We want to be very clear that we could not be more supportive of you, the existing management team, the culture at Apple and the innovative spirit it engenders. The criticism we have as shareholders has nothing to do with your management leadership or operational strategy. Our criticism relates to one thing only: the size and timeframe of Apple's buyback program. It is obvious to us that it should be much bigger and immediate.

Here's why Apple should take the advice of former CEO John Sculley and ignore Mr. Icahn.

Carl Icahn is thinking about the next 12 months, Apple is thinking about the next 12 years
Apple took a bold step in its October 22 event by giving its operating system, OS X Mavericks, away for free. In addition, Apple is also giving away its productivity suite, iWork, for free. In both tone and substance, this was Apple taking the opening shot at the 800 lb gorilla in the room, Microsoft's (MSFT -0.12%) Office. It is no secret that Microsoft has missed the mobile and tablet revolutions, but is still a cash cow due to its Microsoft business division that has provided over 50% of Microsoft's operating income over the last three years.

However, this won't be easy. Microsoft Office is the reference standard with businesses, universities, and end users alike. These network effects will be hard to overcome, and Apple will need a considerable war chest in order to compete.

Compare that to Mr. Icahn: In the last year he has entered into a heated argument with fellow investor Bill Ackman about Herbalife, abandoned his battle for Dell, and forced Nuance to adopt poison pill provisions. These actions all have something in common: They all appear to be focused on short-term gains, and not long-term operations.
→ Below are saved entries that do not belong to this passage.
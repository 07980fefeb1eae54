// Copyright 2026 larder Project Authors
//
// Licensed under the Apache License, Version 2.0 (the "License");
// you may not use this file except in compliance with the License.
// You may obtain a copy of the License at
//
//     http://www.apache.org/licenses/LICENSE-2.0
//
// Unless required by applicable law or agreed to in writing, software
// distributed under the License is distributed on an "AS IS" BASIS,
// WITHOUT WARRANTIES OR CONDITIONS OF ANY KIND, either express or implied.
// See the License for the specific language governing permissions and
// limitations under the License.

use hashbrown::{hash_map::Entry as HashMapEntry, HashMap};
use larder_common::error::Result;
use tokio::sync::oneshot;

use crate::{entry::CachedValue, key::QueryKey};

/// Sender half handed to the fetch task to deliver the outcome to one waiter.
pub type Notifier = oneshot::Sender<Result<CachedValue>>;
/// Receiver half handed to a caller waiting on a pending fetch.
pub type Waiter = oneshot::Receiver<Result<CachedValue>>;

/// Outcome of registering interest in a key's fetch.
pub enum Enqueue {
    /// No fetch was pending; the caller must run the fetch function and is
    /// handed the registration id to complete with.
    Lead {
        /// Registration id, required by [`InflightManager::take`].
        id: u64,
        /// The leader's own waiter.
        waiter: Waiter,
    },
    /// A fetch was already pending; the caller is attached as one more
    /// observer of its outcome and must not invoke the fetch function.
    Join(Waiter),
}

struct PendingFetch {
    id: u64,
    notifiers: Vec<Notifier>,
}

/// Registry of in-flight fetches, at most one per key.
///
/// The registry is the single point that collapses concurrent requests for
/// one key into one underlying fetch. A registration is removed before its
/// waiters are notified, so a new fetch for the same key can start the
/// moment the previous one finishes.
///
/// Registration ids guard against stale completions: a fetch detached by
/// invalidation must not steal the registration a newer fetch put in place
/// for the same key.
pub struct InflightManager {
    pendings: HashMap<QueryKey, PendingFetch>,
    next_id: u64,
}

impl Default for InflightManager {
    fn default() -> Self {
        Self::new()
    }
}

impl InflightManager {
    /// Create an empty registry.
    pub fn new() -> Self {
        Self {
            pendings: HashMap::new(),
            next_id: 0,
        }
    }

    /// Register interest in the fetch for a key.
    pub fn enqueue(&mut self, key: &QueryKey) -> Enqueue {
        let (tx, rx) = oneshot::channel();
        match self.pendings.entry(key.clone()) {
            HashMapEntry::Vacant(v) => {
                self.next_id += 1;
                let id = self.next_id;
                v.insert(PendingFetch {
                    id,
                    notifiers: vec![tx],
                });
                Enqueue::Lead { id, waiter: rx }
            }
            HashMapEntry::Occupied(mut o) => {
                o.get_mut().notifiers.push(tx);
                Enqueue::Join(rx)
            }
        }
    }

    /// Remove the registration for a key iff it still belongs to `id`, and
    /// return its notifiers for fan-out.
    ///
    /// Returns `None` when the registration was detached or superseded; the
    /// completing fetch then has nobody to notify.
    pub fn take(&mut self, key: &QueryKey, id: u64) -> Option<Vec<Notifier>> {
        if !self.pendings.get(key).is_some_and(|pending| pending.id == id) {
            return None;
        }
        let pending = self.pendings.remove(key).expect("pending fetch vanished under the lock");
        Some(pending.notifiers)
    }

    /// Drop the registration for a key without delivering anything.
    ///
    /// The waiters' channels close, ending their observation; the fetch task
    /// itself keeps running and its eventual completion finds no
    /// registration to fan out to.
    pub fn detach(&mut self, key: &QueryKey) -> bool {
        self.pendings.remove(key).is_some()
    }

    /// Drop every registration whose key matches the pattern.
    pub fn detach_matching(&mut self, pattern: &QueryKey) -> usize {
        let before = self.pendings.len();
        self.pendings.retain(|key, _| !key.matches(pattern));
        before - self.pendings.len()
    }

    /// Drop all registrations.
    pub fn detach_all(&mut self) {
        self.pendings.clear();
    }

    /// Whether a fetch is pending for the key.
    pub fn is_pending(&self, key: &QueryKey) -> bool {
        self.pendings.contains_key(key)
    }
}
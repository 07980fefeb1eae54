// Copyright 2026 larder Project Authors
//
// Licensed under the Apache License, Version 2.0 (the "License");
// you may not use this file except in compliance with the License.
// You may obtain a copy of the License at
//
//     http://www.apache.org/licenses/LICENSE-2.0
//
// Unless required by applicable law or agreed to in writing, software
// distributed under the License is distributed on an "AS IS" BASIS,
// WITHOUT WARRANTIES OR CONDITIONS OF ANY KIND, either express or implied.
// See the License for the specific language governing permissions and
// limitations under the License.

use std::{
    fmt::Debug,
    future::{poll_fn, Future},
    marker::PhantomData,
    pin::Pin,
    task::{Context, Poll},
};

use futures_core::Stream;
use larder_common::error::Error;

use crate::{
    entry::CachedValue,
    inflight::Waiter,
    result::{MutationResult, QueryResult},
};

enum ObservationState {
    /// Fresh cache hit; the value is yielded once, then the stream ends.
    Hit(Option<CachedValue>),
    /// Waiting on a pending operation; `Loading` is yielded first.
    Pending { loading_emitted: bool, waiter: Waiter },
    Done,
}

impl Debug for ObservationState {
    fn fmt(&self, f: &mut std::fmt::Formatter<'_>) -> std::fmt::Result {
        match self {
            Self::Hit(value) => f.debug_tuple("Hit").field(value).finish(),
            Self::Pending { loading_emitted, .. } => f
                .debug_struct("Pending")
                .field("loading_emitted", loading_emitted)
                .finish(),
            Self::Done => f.debug_struct("Done").finish(),
        }
    }
}

impl ObservationState {
    /// Poll for the next event, or `None` when the observation is over.
    ///
    /// A closed waiter channel means the observation was detached by
    /// invalidation or supersession: the stream ends without a terminal
    /// event, and the in-flight operation's result goes to the store (or
    /// nowhere), not to this observer.
    fn poll_event(&mut self, cx: &mut Context<'_>) -> Poll<Option<ObservationEvent>> {
        loop {
            match self {
                Self::Hit(value) => {
                    if let Some(value) = value.take() {
                        return Poll::Ready(Some(ObservationEvent::Success(value)));
                    }
                    *self = Self::Done;
                }
                Self::Pending { loading_emitted, waiter } => {
                    if !*loading_emitted {
                        *loading_emitted = true;
                        return Poll::Ready(Some(ObservationEvent::Loading));
                    }
                    match Pin::new(waiter).poll(cx) {
                        Poll::Pending => return Poll::Pending,
                        Poll::Ready(Ok(Ok(value))) => {
                            *self = Self::Done;
                            return Poll::Ready(Some(ObservationEvent::Success(value)));
                        }
                        Poll::Ready(Ok(Err(error))) => {
                            *self = Self::Done;
                            return Poll::Ready(Some(ObservationEvent::Failure(error)));
                        }
                        Poll::Ready(Err(_)) => {
                            *self = Self::Done;
                            return Poll::Ready(None);
                        }
                    }
                }
                Self::Done => return Poll::Ready(None),
            }
        }
    }
}

enum ObservationEvent {
    Loading,
    Success(CachedValue),
    Failure(Error),
}

/// Stream of [`QueryResult`]s for one query call.
///
/// Yields either `Success` alone (fresh cache hit) or `Loading` followed by
/// one terminal `Success`/`Failure`. Ends without a terminal event when the
/// observation is detached by invalidation.
#[derive(Debug)]
#[must_use = "streams do nothing unless polled"]
pub struct QueryStream<T> {
    state: ObservationState,
    _marker: PhantomData<fn() -> T>,
}

impl<T> QueryStream<T>
where
    T: Clone + Send + Sync + 'static,
{
    /// Stream over a fresh cache hit.
    #[doc(hidden)]
    pub fn hit(value: CachedValue) -> Self {
        Self {
            state: ObservationState::Hit(Some(value)),
            _marker: PhantomData,
        }
    }

    /// Stream over a pending fetch.
    #[doc(hidden)]
    pub fn pending(waiter: Waiter) -> Self {
        Self {
            state: ObservationState::Pending {
                loading_emitted: false,
                waiter,
            },
            _marker: PhantomData,
        }
    }

    /// Drive the stream to its terminal result, skipping `Loading`.
    ///
    /// Returns `None` when the observation was detached before a terminal
    /// result arrived.
    pub async fn resolve(mut self) -> Option<QueryResult<T>> {
        loop {
            match poll_fn(|cx| Pin::new(&mut self).poll_next(cx)).await {
                Some(QueryResult::Loading) => continue,
                other => return other,
            }
        }
    }
}

impl<T> Stream for QueryStream<T>
where
    T: Clone + Send + Sync + 'static,
{
    type Item = QueryResult<T>;

    fn poll_next(self: Pin<&mut Self>, cx: &mut Context<'_>) -> Poll<Option<Self::Item>> {
        self.get_mut().state.poll_event(cx).map(|event| {
            event.map(|event| match event {
                ObservationEvent::Loading => QueryResult::Loading,
                ObservationEvent::Success(value) => QueryResult::Success(value.downcast::<T>()),
                ObservationEvent::Failure(error) => QueryResult::Failure(error),
            })
        })
    }
}

/// Stream of [`MutationResult`]s for one mutation call.
///
/// Always yields `Loading` first, then one terminal `Success`/`Failure`.
/// Ends without a terminal event when a newer mutation under the same key
/// superseded this observation, or it was cancelled.
#[derive(Debug)]
#[must_use = "streams do nothing unless polled"]
pub struct MutationStream<T> {
    state: ObservationState,
    _marker: PhantomData<fn() -> T>,
}

impl<T> MutationStream<T>
where
    T: Clone + Send + Sync + 'static,
{
    /// Stream over a pending mutation.
    #[doc(hidden)]
    pub fn pending(waiter: Waiter) -> Self {
        Self {
            state: ObservationState::Pending {
                loading_emitted: false,
                waiter,
            },
            _marker: PhantomData,
        }
    }

    /// Drive the stream to its terminal result, skipping `Loading`.
    ///
    /// Returns `None` when the observation was superseded or cancelled.
    pub async fn resolve(mut self) -> Option<MutationResult<T>> {
        loop {
            match poll_fn(|cx| Pin::new(&mut self).poll_next(cx)).await {
                Some(MutationResult::Loading) => continue,
                other => return other,
            }
        }
    }
}

impl<T> Stream for MutationStream<T>
where
    T: Clone + Send + Sync + 'static,
{
    type Item = MutationResult<T>;

    fn poll_next(self: Pin<&mut Self>, cx: &mut Context<'_>) -> Poll<Option<Self::Item>> {
        self.get_mut().state.poll_event(cx).map(|event| {
            event.map(|event| match event {
                ObservationEvent::Loading => MutationResult::Loading,
                ObservationEvent::Success(value) => MutationResult::Success(value.downcast::<T>()),
                ObservationEvent::Failure(error) => MutationResult::Failure(error),
            })
        })
    }
}
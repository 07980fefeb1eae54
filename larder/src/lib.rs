// Copyright 2026 larder Project Authors
//
// Licensed under the Apache License, Version 2.0 (the "License");
// you may not use this file except in compliance with the License.
// You may obtain a copy of the License at
//
//     http://www.apache.org/licenses/LICENSE-2.0
//
// Unless required by applicable law or agreed to in writing, software
// distributed under the License is distributed on an "AS IS" BASIS,
// WITHOUT WARRANTIES OR CONDITIONS OF ANY KIND, either express or implied.
// See the License for the specific language governing permissions and
// limitations under the License.

//! larder - async data-fetching cache for Rust.
//!
//! Given a deterministic key and an async fetch function, larder returns
//! cached data while it is fresh, transparently refetches when it is stale,
//! collapses concurrent fetches for the same key into one, and streams the
//! outcome to every observer. A companion mutation client performs write
//! operations and invalidates dependent cache entries on success.
//!
//! # Example
//!
//! ```
//! use larder::prelude::*;
//!
//! #[tokio::main(flavor = "current_thread")]
//! async fn main() {
//!     let client = QueryClient::default();
//!     let key = QueryKey::new(["user", "42"]).unwrap();
//!
//!     let result = client
//!         .query(&key, || async { Ok::<_, anyhow::Error>("alice".to_string()) })
//!         .resolve()
//!         .await
//!         .unwrap();
//!     assert_eq!(result.into_data().unwrap(), "alice");
//!
//!     // Fresh data is served from the store without another fetch.
//!     assert_eq!(client.cached::<String>(&key).unwrap(), "alice");
//!
//!     // Writes invalidate what they touch.
//!     let mutations = MutationClient::new(client.clone());
//!     let key_pattern = QueryKey::new(["user", "*"]).unwrap();
//!     let _ = mutations
//!         .mutate_and_invalidate(
//!             &QueryKey::new(["rename-user"]).unwrap(),
//!             || async { Ok::<_, anyhow::Error>(()) },
//!             vec![key_pattern],
//!         )
//!         .resolve()
//!         .await;
//!     assert!(client.cached::<String>(&key).is_none());
//! }
//! ```

mod client;
mod mutation;

/// Conventional key builders.
pub mod keys;
/// The prelude of the larder crate.
pub mod prelude;

pub use client::{QueryClient, QueryClientBuilder};
pub use larder_cache as cache;
pub use larder_common as common;
pub use mutation::MutationClient;
// Copyright 2026 larder Project Authors
//
// Licensed under the Apache License, Version 2.0 (the "License");
// you may not use this file except in compliance with the License.
// You may obtain a copy of the License at
//
//     http://www.apache.org/licenses/LICENSE-2.0
//
// Unless required by applicable law or agreed to in writing, software
// distributed under the License is distributed on an "AS IS" BASIS,
// WITHOUT WARRANTIES OR CONDITIONS OF ANY KIND, either express or implied.
// See the License for the specific language governing permissions and
// limitations under the License.

use std::time::Duration;

use serde::{Deserialize, Serialize};

/// How retry delays grow across attempts.
#[derive(Debug, Clone, Copy, PartialEq, Eq, Serialize, Deserialize)]
pub enum RetryBackoff {
    /// Every retry waits the base delay.
    Fixed,
    /// Retry `n` waits `(n + 1) *` the base delay.
    Linear,
    /// Retry `n` waits `2^n *` the base delay.
    Exponential,
}

/// Timing and retry parameters governing one query.
///
/// A policy is immutable configuration: supplied per call or defaulted per
/// client, never mutated after construction.
#[derive(Debug, Clone, PartialEq, Eq, Serialize, Deserialize)]
pub struct QueryPolicy {
    /// Age after which cached data is considered stale and triggers a refetch.
    pub stale_time: Duration,
    /// How long an entry may remain in the store unused before it becomes
    /// eligible for eviction.
    pub cache_time: Duration,
    /// Fetch retries on failure, on top of the initial attempt.
    pub retry_count: usize,
    /// Base delay between retries, scaled by [`QueryPolicy::retry_backoff`].
    pub retry_delay: Duration,
    /// How retry delays grow across attempts.
    pub retry_backoff: RetryBackoff,
}

impl Default for QueryPolicy {
    fn default() -> Self {
        Self {
            stale_time: Duration::from_secs(5 * 60),
            cache_time: Duration::from_secs(10 * 60),
            retry_count: 3,
            retry_delay: Duration::from_secs(1),
            retry_backoff: RetryBackoff::Exponential,
        }
    }
}

impl QueryPolicy {
    /// Preset for real-time data: 30s stale time, 60s cache time, 2 retries.
    pub fn fast() -> Self {
        Self {
            stale_time: Duration::from_secs(30),
            cache_time: Duration::from_secs(60),
            retry_count: 2,
            retry_delay: Duration::from_millis(500),
            retry_backoff: RetryBackoff::Exponential,
        }
    }

    /// Preset for static data: 30min stale time, 1h cache time, 5 retries.
    pub fn slow() -> Self {
        Self {
            stale_time: Duration::from_secs(30 * 60),
            cache_time: Duration::from_secs(60 * 60),
            retry_count: 5,
            retry_delay: Duration::from_secs(2),
            retry_backoff: RetryBackoff::Exponential,
        }
    }

    /// Preset for data that rarely changes: never stale, never expires.
    pub fn infinite() -> Self {
        Self {
            stale_time: Duration::MAX,
            cache_time: Duration::MAX,
            retry_count: 1,
            retry_delay: Duration::from_secs(1),
            retry_backoff: RetryBackoff::Exponential,
        }
    }

    /// The delay to sleep before retry `attempt` (zero-based).
    pub fn delay_for(&self, attempt: usize) -> Duration {
        match self.retry_backoff {
            RetryBackoff::Fixed => self.retry_delay,
            RetryBackoff::Linear => {
                let factor = attempt.saturating_add(1).min(u32::MAX as usize) as u32;
                self.retry_delay.saturating_mul(factor)
            }
            RetryBackoff::Exponential => {
                let factor = 1u32.checked_shl(attempt.min(31) as u32).unwrap_or(u32::MAX);
                self.retry_delay.saturating_mul(factor)
            }
        }
    }
}

#[cfg(test)]
mod tests {
    use super::*;

    #[test]
    fn test_presets() {
        assert_eq!(QueryPolicy::fast().stale_time, Duration::from_secs(30));
        assert_eq!(QueryPolicy::slow().cache_time, Duration::from_secs(3600));
        assert_eq!(QueryPolicy::infinite().stale_time, Duration::MAX);
        assert_eq!(QueryPolicy::infinite().retry_count, 1);
        assert_eq!(QueryPolicy::default().retry_count, 3);
    }

    #[test]
    fn test_delay_schedules() {
        let base = Duration::from_millis(100);

        let fixed = QueryPolicy {
            retry_delay: base,
            retry_backoff: RetryBackoff::Fixed,
            ..QueryPolicy::default()
        };
        assert_eq!(fixed.delay_for(0), base);
        assert_eq!(fixed.delay_for(5), base);

        let linear = QueryPolicy {
            retry_backoff: RetryBackoff::Linear,
            ..fixed.clone()
        };
        assert_eq!(linear.delay_for(0), base);
        assert_eq!(linear.delay_for(2), base * 3);

        let exponential = QueryPolicy {
            retry_backoff: RetryBackoff::Exponential,
            ..fixed
        };
        assert_eq!(exponential.delay_for(0), base);
        assert_eq!(exponential.delay_for(3), base * 8);
    }

    #[test]
    fn test_delay_saturates() {
        let policy = QueryPolicy {
            retry_delay: Duration::MAX,
            retry_backoff: RetryBackoff::Exponential,
            ..QueryPolicy::default()
        };
        assert_eq!(policy.delay_for(40), Duration::MAX);
    }
}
A taste of Carl's own medicine?
Recent numbers have Mr. Icahn owning around 85% of the outstanding shares of his own company, Icahn Enterprises. You have to wonder how he would react if another investor took a sub-5% stake in his company and asked him to borrow money to initiate a buyback equivalent to his company's entire cash position. Of course, Apple has already authorized $60 billion in buybacks and had a $40 billion balance as of June. So it isn't that Apple isn't repurchasing, it just isn't as large and as fast as Mr. Icahn would like.

Tim Cook, in his classic collaborative style, has already met with Carl Icahn to discuss the size of the buyback. Many Apple fans bristled at this idea, thinking what Jobs' response to Carl's offer would have been.

Final Foolish thoughts
Apple has built an empire out of providing the best experience imaginable to its end users. However, both the smartphone and tablet markets are becoming more competitive. Apple should spend the money on research and development and keep its current capital allocation strategy in place. As far as Carl Icahn is concerned, ignore him -- he will exit this position shortly.